Becoming an Earth Bender
The Making of Avatar: The Last Airbender – Earth Rumble
A quote has stayed with me for a long time:
With books, you imagine the story.
With movies, you see the story.
With games, you live the story.
It’s often attributed to Shigeru Miyamoto. Whether or not he said it exactly this way, it captures something deeply true about what we’re building.
With traditional controllers, you live the story through button presses.
With Nex Playground, you live it through your body.
Not digital input.
But physical movement.
The immersion goes one level deeper.
The World
When we think about living a story, few worlds feel as fitting as Avatar: The Last Airbender.
It’s family-friendly.
It has combat, but not violence.
And it carries real emotional depth.
Three seasons. Sixty-one episodes.
A story that aired from 2005 to 2008, but never really left.
For many of us, it’s part of our childhood.
Now, it’s something we share with our kids.
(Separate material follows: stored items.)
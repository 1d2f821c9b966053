//! Static escape-code registry.
//!
//! Maps each one-byte escape code (following the 0x1F lead byte) to a token:
//! a section start/end, an inline directive, or a skip code. Tokens carry an
//! optional payload layout, an info extractor and a handler. The table is
//! built once per process and validated in full — every referenced payload
//! layout must pass its size self-check before the first byte of text is
//! decoded.

use std::sync::OnceLock;

use super::catalog;
use super::handlers;
use super::indices;
use super::layout::{FieldDef, FieldKind, RecordLayout};
use super::error::Result;

/// The escape lead byte reserved by the on-disk convention.
pub const ESCAPE_CODE: u8 = 0x1f;

/// Full 2-byte escape pairs used by the stop-code heuristics.
pub const KEYWORD_START_CODE: u16 = 0x1f41;
pub const SET_INDENT_CODE: u16 = 0x1f09;

#[derive(Debug, Clone, Copy, PartialEq, Eq)]
pub enum TokenKind {
    Start,
    End,
    Directive,
    /// Suppresses all dispatch until `resume` reappears as an escape code.
    Skip { resume: u8 },
}

pub struct Token {
    pub name: &'static str,
    pub kind: TokenKind,
    /// Payload layout, sized including the 2 leading code bytes.
    pub layout: Option<&'static RecordLayout>,
    pub extract: Option<handlers::ExtractFn>,
    pub handler: Option<handlers::HandlerFn>,
    /// Extra bytes to consume after the payload and handler.
    pub skip_bytes: i64,
}

// Payload layouts. Field offsets start at the escape pair itself, matching
// the on-disk records.

static PAGE_OFFSET_FIELDS: [FieldDef; 3] = [
    FieldDef { name: "code", offset: 0, width: 2, kind: FieldKind::Bytes },
    FieldDef { name: "page", offset: 2, width: 4, kind: FieldKind::Bcd },
    FieldDef { name: "offset", offset: 6, width: 2, kind: FieldKind::Bcd },
];
pub static PAGE_OFFSET: RecordLayout = RecordLayout {
    name: "page_offset",
    size: 8,
    fields: &PAGE_OFFSET_FIELDS,
};

static SET_INDENT_FIELDS: [FieldDef; 2] = [
    FieldDef { name: "code", offset: 0, width: 2, kind: FieldKind::Bytes },
    FieldDef { name: "indent", offset: 2, width: 2, kind: FieldKind::UInt },
];
pub static SET_INDENT: RecordLayout = RecordLayout {
    name: "set_indent",
    size: 4,
    fields: &SET_INDENT_FIELDS,
};

static KEYWORD_START_FIELDS: [FieldDef; 2] = [
    FieldDef { name: "code", offset: 0, width: 2, kind: FieldKind::Bytes },
    FieldDef { name: "auto_stop_code", offset: 2, width: 2, kind: FieldKind::UInt },
];
pub static KEYWORD_START: RecordLayout = RecordLayout {
    name: "keyword_start",
    size: 4,
    fields: &KEYWORD_START_FIELDS,
};

static REFERENCE_START_FIELDS: [FieldDef; 3] = [
    FieldDef { name: "code", offset: 0, width: 2, kind: FieldKind::Bytes },
    FieldDef { name: "arg_check", offset: 2, width: 1, kind: FieldKind::UInt },
    FieldDef { name: "unknown", offset: 3, width: 1, kind: FieldKind::Bytes },
];
pub static REFERENCE_START: RecordLayout = RecordLayout {
    name: "reference_start",
    size: 4,
    fields: &REFERENCE_START_FIELDS,
};

static GRAPHIC_BLOCK_START_FIELDS: [FieldDef; 2] = [
    FieldDef { name: "code", offset: 0, width: 2, kind: FieldKind::Bytes },
    FieldDef { name: "arg1", offset: 2, width: 2, kind: FieldKind::Bcd },
];
pub static GRAPHIC_BLOCK_START: RecordLayout = RecordLayout {
    name: "graphic_block_start",
    size: 4,
    fields: &GRAPHIC_BLOCK_START_FIELDS,
};

static MONO_GRAPHIC_START_FIELDS: [FieldDef; 4] = [
    FieldDef { name: "code", offset: 0, width: 2, kind: FieldKind::Bytes },
    FieldDef { name: "unknown", offset: 2, width: 2, kind: FieldKind::Bytes },
    FieldDef { name: "width", offset: 4, width: 4, kind: FieldKind::Bcd },
    FieldDef { name: "height", offset: 8, width: 4, kind: FieldKind::Bcd },
];
pub static MONO_GRAPHIC_START: RecordLayout = RecordLayout {
    name: "mono_graphic_start",
    size: 12,
    fields: &MONO_GRAPHIC_START_FIELDS,
};

static WAVE_SOUND_START_FIELDS: [FieldDef; 6] = [
    FieldDef { name: "code", offset: 0, width: 2, kind: FieldKind::Bytes },
    FieldDef { name: "arg1", offset: 2, width: 4, kind: FieldKind::UInt },
    FieldDef { name: "start_page", offset: 6, width: 4, kind: FieldKind::Bcd },
    FieldDef { name: "start_offset", offset: 10, width: 2, kind: FieldKind::Bcd },
    FieldDef { name: "end_page", offset: 12, width: 4, kind: FieldKind::Bcd },
    FieldDef { name: "end_offset", offset: 16, width: 2, kind: FieldKind::Bcd },
];
pub static WAVE_SOUND_START: RecordLayout = RecordLayout {
    name: "wave_sound_start",
    size: 18,
    fields: &WAVE_SOUND_START_FIELDS,
};

static GRAPHIC_START_FIELDS: [FieldDef; 5] = [
    FieldDef { name: "code", offset: 0, width: 2, kind: FieldKind::Bytes },
    FieldDef { name: "type_info", offset: 2, width: 2, kind: FieldKind::UInt },
    FieldDef { name: "unknown", offset: 4, width: 10, kind: FieldKind::Bytes },
    FieldDef { name: "page", offset: 14, width: 4, kind: FieldKind::Bcd },
    FieldDef { name: "offset", offset: 18, width: 2, kind: FieldKind::Bcd },
];
pub static GRAPHIC_START: RecordLayout = RecordLayout {
    name: "graphic_start",
    size: 20,
    fields: &GRAPHIC_START_FIELDS,
};

static CLICKABLE_START_FIELDS: [FieldDef; 9] = [
    FieldDef { name: "code", offset: 0, width: 2, kind: FieldKind::Bytes },
    FieldDef { name: "unknown0", offset: 2, width: 6, kind: FieldKind::Bytes },
    FieldDef { name: "x", offset: 8, width: 2, kind: FieldKind::Bcd },
    FieldDef { name: "y", offset: 10, width: 2, kind: FieldKind::Bcd },
    FieldDef { name: "width", offset: 12, width: 2, kind: FieldKind::Bcd },
    FieldDef { name: "height", offset: 14, width: 2, kind: FieldKind::Bcd },
    FieldDef { name: "unknown1", offset: 16, width: 12, kind: FieldKind::Bytes },
    FieldDef { name: "page", offset: 28, width: 4, kind: FieldKind::Bcd },
    FieldDef { name: "offset", offset: 32, width: 2, kind: FieldKind::Bcd },
];
pub static CLICKABLE_START: RecordLayout = RecordLayout {
    name: "clickable_start",
    size: 34,
    fields: &CLICKABLE_START_FIELDS,
};

static MPEG_START_FIELDS: [FieldDef; 8] = [
    FieldDef { name: "code", offset: 0, width: 2, kind: FieldKind::Bytes },
    FieldDef { name: "unknown0", offset: 2, width: 4, kind: FieldKind::UInt },
    FieldDef { name: "unknown1", offset: 6, width: 16, kind: FieldKind::Bytes },
    FieldDef { name: "arg2", offset: 22, width: 4, kind: FieldKind::UInt },
    FieldDef { name: "arg3", offset: 26, width: 4, kind: FieldKind::UInt },
    FieldDef { name: "arg4", offset: 30, width: 4, kind: FieldKind::UInt },
    FieldDef { name: "arg5", offset: 34, width: 4, kind: FieldKind::UInt },
    FieldDef { name: "unknown2", offset: 38, width: 8, kind: FieldKind::Bytes },
];
pub static MPEG_START: RecordLayout = RecordLayout {
    name: "mpeg_start",
    size: 46,
    fields: &MPEG_START_FIELDS,
};

static DECORATION_START_FIELDS: [FieldDef; 2] = [
    FieldDef { name: "code", offset: 0, width: 2, kind: FieldKind::Bytes },
    FieldDef { name: "decoration_code", offset: 2, width: 2, kind: FieldKind::UInt },
];
pub static DECORATION_START: RecordLayout = RecordLayout {
    name: "decoration_start",
    size: 4,
    fields: &DECORATION_START_FIELDS,
};

/// Every layout the crate reads from disc, payload and table records alike.
/// All of them are validated when the registry initializes.
fn all_layouts() -> [&'static RecordLayout; 17] {
    [
        &PAGE_OFFSET,
        &SET_INDENT,
        &KEYWORD_START,
        &REFERENCE_START,
        &GRAPHIC_BLOCK_START,
        &MONO_GRAPHIC_START,
        &WAVE_SOUND_START,
        &GRAPHIC_START,
        &CLICKABLE_START,
        &MPEG_START,
        &DECORATION_START,
        &catalog::CATALOG_HEADER,
        &catalog::EPWING_CATALOG_ENTRY,
        &catalog::EB_CATALOG_ENTRY,
        &catalog::EPWING_RESOURCE,
        &indices::INDEX_TABLE_HEADER,
        &indices::SEARCH_INDEX_ENTRY,
    ]
}

/// Escape codes whose payload length is data-dependent: they suppress all
/// dispatch until their resume code reappears.
const SKIP_CODES: &[u8] = &[
    0x14, //
    0x35, 0x36, 0x37, 0x38, 0x3a, 0x3b, 0x3d, 0x3e, 0x3f, //
    0x49, 0x4e, //
    0x70, 0x71, 0x72, 0x73, 0x74, 0x75, 0x76, 0x77, 0x78, 0x79, 0x7a, //
    0x7b, 0x7c, 0x7d, 0x7e, 0x7f, 0x80, 0x81, 0x82, 0x83, 0x84, 0x85, //
    0x86, 0x87, 0x88, 0x89, 0x8a, 0x8b, 0x8c, 0x8d, 0x8e, 0x8f, //
    0xe4, 0xe6, 0xe8, 0xea, 0xec, 0xee, //
    0xf0, 0xf2, 0xf4, 0xf6, 0xf8, 0xfa, //
    0xfc, 0xfe,
];

/// The code that disarms a given skip code.
fn skip_resume_code(code: u8) -> u8 {
    if code == 0x14 {
        0x15
    } else if (0xe4..=0xfe).contains(&code) {
        code + 0x01
    } else {
        code + 0x20
    }
}

pub struct Registry {
    tokens: [Option<Token>; 256],
}

impl Registry {
    pub fn token(&self, code: u8) -> Option<&Token> {
        self.tokens[code as usize].as_ref()
    }

    /// The end-token code for a section name, used when a skipped section's
    /// span has to be consumed silently.
    pub fn end_code_for(&self, name: &str) -> Option<u8> {
        self.tokens.iter().enumerate().find_map(|(code, slot)| {
            slot.as_ref()
                .filter(|t| t.kind == TokenKind::End && t.name == name)
                .map(|_| code as u8)
        })
    }

    fn build() -> Result<Registry> {
        for layout in all_layouts() {
            layout.validate()?;
        }

        fn tok(name: &'static str, kind: TokenKind) -> Token {
            Token {
                name,
                kind,
                layout: None,
                extract: None,
                handler: None,
                skip_bytes: 0,
            }
        }

        let mut tokens: [Option<Token>; 256] = std::array::from_fn(|_| None);
        let mut set = |code: u8, token: Token| {
            tokens[code as usize] = Some(token);
        };

        set(0x02, tok("text", TokenKind::Start));
        set(0x03, Token {
            handler: Some(handlers::text_end),
            ..tok("text", TokenKind::End)
        });
        set(0x04, tok("narrow", TokenKind::Start));
        set(0x05, tok("narrow", TokenKind::End));
        set(0x06, tok("subscript", TokenKind::Start));
        set(0x07, tok("subscript", TokenKind::End));
        set(0x09, Token {
            layout: Some(&SET_INDENT),
            extract: Some(handlers::extract_set_indent),
            handler: Some(handlers::set_indent),
            ..tok("set_indent", TokenKind::Directive)
        });
        set(0x0a, tok("newline", TokenKind::Directive));
        set(0x0b, tok("unicode", TokenKind::Start));
        set(0x0c, tok("unicode", TokenKind::End));
        set(0x0e, tok("superscript", TokenKind::Start));
        set(0x0f, tok("superscript", TokenKind::End));
        set(0x10, tok("no_newline", TokenKind::Start));
        set(0x11, tok("no_newline", TokenKind::End));
        set(0x12, tok("emphasis", TokenKind::Start));
        set(0x13, tok("emphasis", TokenKind::End));

        // Emphasis directives carry inline data on EB discs; described in
        // JIS X 4081-1996.
        for code in [0x1a, 0x1b, 0x1e, 0x1f] {
            set(code, Token {
                handler: Some(handlers::emphasis_directive),
                ..tok("emphasis", TokenKind::Directive)
            });
        }

        set(0x1c, Token {
            handler: Some(handlers::gaiji_boundary),
            ..tok("gaiji", TokenKind::Start)
        });
        set(0x1d, Token {
            handler: Some(handlers::gaiji_boundary),
            ..tok("gaiji", TokenKind::End)
        });

        set(0x32, tok("mono_graphic_ref", TokenKind::Start));
        set(0x39, Token {
            layout: Some(&MPEG_START),
            ..tok("mpeg", TokenKind::Start)
        });
        set(0x3c, Token {
            layout: Some(&GRAPHIC_START),
            extract: Some(handlers::extract_graphic),
            ..tok("inline_graphic", TokenKind::Start)
        });

        set(0x41, Token {
            layout: Some(&KEYWORD_START),
            extract: Some(handlers::extract_keyword),
            handler: Some(handlers::keyword_start),
            ..tok("keyword", TokenKind::Start)
        });
        set(0x42, Token {
            layout: Some(&REFERENCE_START),
            extract: Some(handlers::extract_reference),
            handler: Some(handlers::reference_start),
            ..tok("reference", TokenKind::Start)
        });
        set(0x43, tok("candidate", TokenKind::Start));
        set(0x44, Token {
            layout: Some(&MONO_GRAPHIC_START),
            extract: Some(handlers::extract_mono_graphic),
            handler: Some(handlers::mono_graphic_start),
            ..tok("mono_graphic", TokenKind::Start)
        });
        set(0x45, Token {
            layout: Some(&GRAPHIC_BLOCK_START),
            extract: Some(handlers::extract_graphic_block),
            handler: Some(handlers::graphic_block_start),
            ..tok("graphic_block", TokenKind::Start)
        });
        set(0x4a, Token {
            layout: Some(&WAVE_SOUND_START),
            extract: Some(handlers::extract_wave_sound),
            ..tok("wave_sound", TokenKind::Start)
        });
        set(0x4b, Token {
            layout: Some(&PAGE_OFFSET),
            extract: Some(handlers::extract_page_offset),
            handler: Some(handlers::paged_reference_start),
            ..tok("paged_reference", TokenKind::Start)
        });
        set(0x4c, Token {
            skip_bytes: 2,
            ..tok("image_page", TokenKind::Start)
        });
        set(0x4d, Token {
            layout: Some(&GRAPHIC_START),
            extract: Some(handlers::extract_graphic),
            ..tok("graphic", TokenKind::Start)
        });
        set(0x4f, Token {
            layout: Some(&CLICKABLE_START),
            extract: Some(handlers::extract_clickable),
            ..tok("clickable", TokenKind::Start)
        });

        set(0x52, Token {
            layout: Some(&PAGE_OFFSET),
            extract: Some(handlers::extract_page_offset),
            ..tok("mono_graphic_ref", TokenKind::End)
        });
        set(0x53, tok("eb_sound", TokenKind::End));
        set(0x59, tok("mpeg", TokenKind::End));
        set(0x5c, tok("inline_graphic", TokenKind::End));
        set(0x61, tok("keyword", TokenKind::End));
        set(0x62, Token {
            layout: Some(&PAGE_OFFSET),
            extract: Some(handlers::extract_page_offset),
            ..tok("reference", TokenKind::End)
        });
        set(0x63, Token {
            layout: Some(&PAGE_OFFSET),
            extract: Some(handlers::extract_page_offset),
            ..tok("candidate", TokenKind::End)
        });
        set(0x64, Token {
            layout: Some(&PAGE_OFFSET),
            extract: Some(handlers::extract_page_offset),
            ..tok("mono_graphic", TokenKind::End)
        });
        set(0x6a, tok("wave_sound", TokenKind::End));
        set(0x6b, tok("paged_reference", TokenKind::End));
        set(0x6c, tok("image_page", TokenKind::End));
        set(0x6d, tok("graphic", TokenKind::End));
        set(0x6f, tok("clickable", TokenKind::End));

        set(0xe0, Token {
            layout: Some(&DECORATION_START),
            extract: Some(handlers::extract_decoration),
            handler: Some(handlers::decoration_start),
            ..tok("decoration", TokenKind::Start)
        });
        set(0xe1, tok("decoration", TokenKind::End));

        for &code in SKIP_CODES {
            set(code, tok("skip_code", TokenKind::Skip { resume: skip_resume_code(code) }));
        }

        Ok(Registry { tokens })
    }
}

static REGISTRY: OnceLock<Registry> = OnceLock::new();

/// The process-wide escape-code registry. Built and validated on first use;
/// idempotent and safe for concurrent read-only access afterwards.
pub fn registry() -> Result<&'static Registry> {
    if let Some(reg) = REGISTRY.get() {
        return Ok(reg);
    }
    let built = Registry::build()?;
    Ok(REGISTRY.get_or_init(|| built))
}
So when our partners at Paramount brought Avatar into the conversation, it immediately stood out.
This one mattered.
Our game designer, Brett Johnson, had long dreamed of building an Avatar experience. Our studio partner, The Odd Gentlemen, shares that same love for the world. From the beginning, there was a shared understanding: if we were going to do this, we had to do it right.
The result is something that feels genuinely new on Nex Playground.
The Experience
Earth Rumble is one of the deepest motion systems we’ve built.
You are in the game.
Every movement matters.
You dodge.
You duck.
You jump.
And you bend.
Small rocks. Large rocks. Spires. Blocks.
All of it happens in real time, in an arena where you face opponents that challenge both your mind and your body.
This is what it means to live the story.
The Making
And this is just the beginning.
We’re already preparing the next “book”, as the Avatar story calls it, with a major update coming later this year that expands the experience even further.
None of this happens without deep collaboration.
Between the team at The Odd Gentlemen and the many teams at Nex — across core technology, developer experience, partnership, playtesting, producer, prototyping, publishing, and quality assurance — this was a true collective effort.
Like many collaborations, there were frictions. Difficult moments. And a heavy dose of midnight oil.
It wasn’t easy. And there’s still more to learn.
But more than anything, we hope this is the foundation of something lasting.
A story we grew up with.
Now a world we can step into, together.